• TASK PROMPT
Each line of the data that mentions the string "impl" needs to be identified and copied.
Top of TASK DATA
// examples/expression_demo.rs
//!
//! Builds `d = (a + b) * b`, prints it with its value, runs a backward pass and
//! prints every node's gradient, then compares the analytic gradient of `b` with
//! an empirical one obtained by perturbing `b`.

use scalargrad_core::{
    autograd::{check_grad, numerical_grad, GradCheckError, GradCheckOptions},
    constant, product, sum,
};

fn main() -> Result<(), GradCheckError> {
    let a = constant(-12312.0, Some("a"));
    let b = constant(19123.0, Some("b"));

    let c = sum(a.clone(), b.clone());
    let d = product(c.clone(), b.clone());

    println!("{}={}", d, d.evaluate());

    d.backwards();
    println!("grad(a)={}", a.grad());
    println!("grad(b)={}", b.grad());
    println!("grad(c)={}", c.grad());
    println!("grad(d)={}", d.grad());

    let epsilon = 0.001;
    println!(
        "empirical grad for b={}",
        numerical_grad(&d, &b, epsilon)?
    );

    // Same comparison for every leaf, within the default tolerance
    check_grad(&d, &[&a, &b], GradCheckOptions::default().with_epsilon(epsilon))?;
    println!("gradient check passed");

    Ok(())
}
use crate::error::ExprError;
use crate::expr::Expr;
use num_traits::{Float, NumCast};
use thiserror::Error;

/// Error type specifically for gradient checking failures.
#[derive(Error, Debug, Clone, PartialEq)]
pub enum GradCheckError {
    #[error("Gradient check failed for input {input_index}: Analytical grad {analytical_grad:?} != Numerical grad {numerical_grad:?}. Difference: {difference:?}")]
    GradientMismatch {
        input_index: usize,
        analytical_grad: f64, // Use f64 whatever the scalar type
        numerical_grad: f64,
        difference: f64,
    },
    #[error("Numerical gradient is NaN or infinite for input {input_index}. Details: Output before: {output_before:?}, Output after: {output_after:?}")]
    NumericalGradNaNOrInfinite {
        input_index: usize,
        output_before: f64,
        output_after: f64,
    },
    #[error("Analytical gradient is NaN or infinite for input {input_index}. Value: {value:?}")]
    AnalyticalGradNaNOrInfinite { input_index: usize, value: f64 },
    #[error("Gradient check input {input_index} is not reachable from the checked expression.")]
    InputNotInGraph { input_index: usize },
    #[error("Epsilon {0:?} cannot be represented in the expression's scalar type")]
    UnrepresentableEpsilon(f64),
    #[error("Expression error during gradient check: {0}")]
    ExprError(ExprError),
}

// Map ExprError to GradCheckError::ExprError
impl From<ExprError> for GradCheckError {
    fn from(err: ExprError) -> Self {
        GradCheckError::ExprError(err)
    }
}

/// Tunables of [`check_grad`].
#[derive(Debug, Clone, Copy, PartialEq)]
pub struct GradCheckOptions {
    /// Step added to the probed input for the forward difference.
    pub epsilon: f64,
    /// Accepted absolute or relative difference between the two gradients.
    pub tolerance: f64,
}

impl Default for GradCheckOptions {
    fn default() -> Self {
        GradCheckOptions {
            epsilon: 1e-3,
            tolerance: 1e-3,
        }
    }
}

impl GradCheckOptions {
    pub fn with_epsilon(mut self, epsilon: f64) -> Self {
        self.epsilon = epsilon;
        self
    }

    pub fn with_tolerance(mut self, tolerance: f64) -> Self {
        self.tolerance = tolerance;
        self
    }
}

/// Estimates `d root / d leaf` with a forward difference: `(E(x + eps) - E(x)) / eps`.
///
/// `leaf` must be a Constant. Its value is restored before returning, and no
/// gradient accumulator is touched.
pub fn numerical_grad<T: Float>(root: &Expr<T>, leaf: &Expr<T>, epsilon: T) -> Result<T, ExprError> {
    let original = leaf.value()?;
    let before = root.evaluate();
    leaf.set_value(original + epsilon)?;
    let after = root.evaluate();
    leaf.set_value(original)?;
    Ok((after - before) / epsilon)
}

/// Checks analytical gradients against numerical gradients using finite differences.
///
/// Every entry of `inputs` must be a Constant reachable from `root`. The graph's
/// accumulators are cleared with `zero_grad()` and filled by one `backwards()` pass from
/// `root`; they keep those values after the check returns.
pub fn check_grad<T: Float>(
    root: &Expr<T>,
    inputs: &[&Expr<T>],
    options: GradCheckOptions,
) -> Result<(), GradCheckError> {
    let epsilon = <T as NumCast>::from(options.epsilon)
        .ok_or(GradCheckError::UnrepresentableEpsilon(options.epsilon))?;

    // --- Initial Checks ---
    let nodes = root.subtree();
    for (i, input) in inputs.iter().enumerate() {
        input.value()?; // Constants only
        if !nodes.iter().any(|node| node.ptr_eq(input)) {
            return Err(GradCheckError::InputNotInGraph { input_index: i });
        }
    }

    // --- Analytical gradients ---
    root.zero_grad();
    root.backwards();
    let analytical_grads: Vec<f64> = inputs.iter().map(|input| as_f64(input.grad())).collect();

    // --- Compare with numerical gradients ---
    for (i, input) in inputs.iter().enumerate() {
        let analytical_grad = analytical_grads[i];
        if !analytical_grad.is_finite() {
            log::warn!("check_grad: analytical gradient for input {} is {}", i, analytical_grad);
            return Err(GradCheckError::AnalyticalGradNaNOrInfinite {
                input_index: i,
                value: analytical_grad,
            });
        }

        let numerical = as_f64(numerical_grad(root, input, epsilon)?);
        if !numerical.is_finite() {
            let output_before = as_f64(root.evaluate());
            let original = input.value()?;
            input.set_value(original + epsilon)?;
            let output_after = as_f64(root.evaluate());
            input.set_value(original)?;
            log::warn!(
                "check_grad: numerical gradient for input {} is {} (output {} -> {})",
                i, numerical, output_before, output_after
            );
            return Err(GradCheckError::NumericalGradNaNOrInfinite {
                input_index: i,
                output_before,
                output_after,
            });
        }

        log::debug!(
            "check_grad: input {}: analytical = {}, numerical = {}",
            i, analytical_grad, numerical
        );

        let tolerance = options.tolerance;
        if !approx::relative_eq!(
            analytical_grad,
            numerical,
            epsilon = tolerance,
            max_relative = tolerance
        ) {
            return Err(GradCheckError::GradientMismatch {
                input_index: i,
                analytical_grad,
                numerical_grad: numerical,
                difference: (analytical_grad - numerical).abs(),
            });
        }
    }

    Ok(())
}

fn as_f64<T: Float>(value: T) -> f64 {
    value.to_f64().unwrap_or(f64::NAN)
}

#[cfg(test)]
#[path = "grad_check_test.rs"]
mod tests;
Bottom of TASK DATA
• WRITTEN SOLUTION
impl From<ExprError> for GradCheckError {
impl Default for GradCheckOptions {
impl GradCheckOptions {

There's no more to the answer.